Soyons honnêtes, avec ce
premier long-métrage, la réalisatrice russe Olga Gorodetskaya ne
risque pas de remporter le titre de ''Tarkovski de l'épouvante et
de l'horreur''. Il s'agit moins
là de la remarque d'un misogyne que d'une évidence... et pourtant,
même si Tvar
(qui en langue russe signifie créature) ne révolutionne pas un
genre qui chez les despotiques américains encombre le cinéma
fantastique, il ne mérite sans doute pas tout à fait les notes ou
les remarques désastreuses que lui concèdent beaucoup de ceux qui
l'ont vu depuis son passage au Brussels International Fantastic Film
Festival (ou BIFFF pour les intimes). Non, car si Tvar
n'est pas remarquablement original (une sentence que vient appuyer le
pauvre titre international Evil Boy)
dans le fond, c'est dans sa forme qu'il faudra chercher cette petite
spécificité qui le démarquera quelque peu de ses concurrents. Il y
a déjà le lieu où se situe l'intrigue. Exit les États-Unis,
bonjour la Russie. Mais là, la chose demeure encore anecdotique car
à part quelques éléments de décors, peut-t-on encore y voir
suffisamment d'exotisme pour adouber l’œuvre d'Olga Gorodetskaya ?
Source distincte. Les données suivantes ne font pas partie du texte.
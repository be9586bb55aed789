//! Content Injector
//!
//! Makes post content appear as committed input in a located compose element, trying
//! progressively more invasive methods until an independent read-back accepts one.

pub mod errors;
pub mod model;
pub mod policy;

mod redact;
mod runner;

pub use errors::InjectError;
pub use model::{InjectMethod, InjectReport, MethodAttempt};
pub use policy::{Acceptance, InjectPolicy};
pub use redact::preview;
pub use runner::Injector;
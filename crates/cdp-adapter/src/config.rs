use crate::detect_chrome_executable;
use serde::{Deserialize, Serialize};
use std::{env, path::PathBuf, time::Duration};

/// Configuration for launching the visible automation browser.
#[derive(Clone, Debug, Serialize, Deserialize)]
#[serde(default)]
pub struct CdpConfig {
    pub executable: PathBuf,
    pub user_data_dir: Option<PathBuf>,
    /// Only meant for contract tests on CI; operators always get a window.
    pub headless: bool,
    pub navigation_timeout_ms: u64,
    pub window_width: u32,
    pub window_height: u32,
    pub extra_args: Vec<String>,
}

impl Default for CdpConfig {
    fn default() -> Self {
        Self {
            executable: default_chrome_path(),
            user_data_dir: default_profile_dir(),
            headless: resolve_headless_default(),
            navigation_timeout_ms: 60_000,
            window_width: 1366,
            window_height: 900,
            extra_args: vec![
                "--no-sandbox".into(),
                "--disable-setuid-sandbox".into(),
                "--start-maximized".into(),
            ],
        }
    }
}

impl CdpConfig {
    pub fn navigation_timeout(&self) -> Duration {
        Duration::from_millis(self.navigation_timeout_ms)
    }

    /// Configured executable when it exists, otherwise whatever detection finds.
    pub fn resolve_executable(&self) -> Option<PathBuf> {
        if !self.executable.as_os_str().is_empty() && self.executable.exists() {
            return Some(self.executable.clone());
        }
        detect_chrome_executable()
    }
}

fn resolve_headless_default() -> bool {
    match env::var("CAMPAIGNFORGE_HEADLESS") {
        Ok(value) => matches!(
            value.to_ascii_lowercase().as_str(),
            "1" | "true" | "yes" | "on"
        ),
        Err(_) => false,
    }
}

fn default_chrome_path() -> PathBuf {
    detect_chrome_executable().unwrap_or_default()
}

fn default_profile_dir() -> Option<PathBuf> {
    env::var("CAMPAIGNFORGE_CHROME_PROFILE")
        .ok()
        .map(|value| value.trim().to_string())
        .filter(|value| !value.is_empty())
        .map(PathBuf::from)
}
Non, pas pour le moment. Ensuite, il y a la langue. Ce qui déjà est
un curseur beaucoup plus précis du climat qui va y régner même si
l'Union Soviétique fait partie du passé.... n'est-ce pas ?
Principalement
interprété par Elena Lyadova et Vladimir Vdovichenkov dans les
rôles respectifs de Polina et Igor Belova, Tvar
mêle avec une certaine habileté, drame, fantastique et épouvante.
Du moins, le première est une certitude. Le second est lui, déjà
plus évasif. Ambigu dirons-nous. Quant à la troisième, erf, j'ai
eu beau chercher et MÊME courageusement me farcir deux projections
du long-métrage coup sur coup, j'en suis encore à me demander si le
caractère angoissant ne s'est pas fait la malle au premier ''tour de
manivelle'' ! Polina et Igor viennent de vivre un drame terrible
avec la perte de leur seul enfant. Un fils. Qu'à cela ne tienne
puisqu'alors qu'ils n'ont pas pris le temps de s'en remettre ou du
moins de laisser quelques semaines, mois ou années passer, ils vont
adopter de façon pas tout à fait légale un gamin qui va très vite
se révéler étrange. Sorte de maniaco-dépressif (ou bipolaire pour
les frileux) dont les crises sont suffisamment puissantes pour que le
premier reflex des parents soit d'aller illico le renvoyer dans ses
pénates. Mais Polina et Igor étant des parents très courageux, ou
terriblement inconscients, ceux-ci vont faire l'effort de supporter
l'attitude vraiment dérangeante du gamin. Soyez heureux que votre
enfant vous réveille la nuit parce qu'il se fait les dents ou parce
qu'il vient de faire un très mauvais rêve car celui de Tvar
possède tous les symptômes qui mériteraient de l'envoyer consulter
non pas un psychiatre mais carrément le père Lankester Merrin du
chef-d’œuvre de William Friedkin, L'exorciste.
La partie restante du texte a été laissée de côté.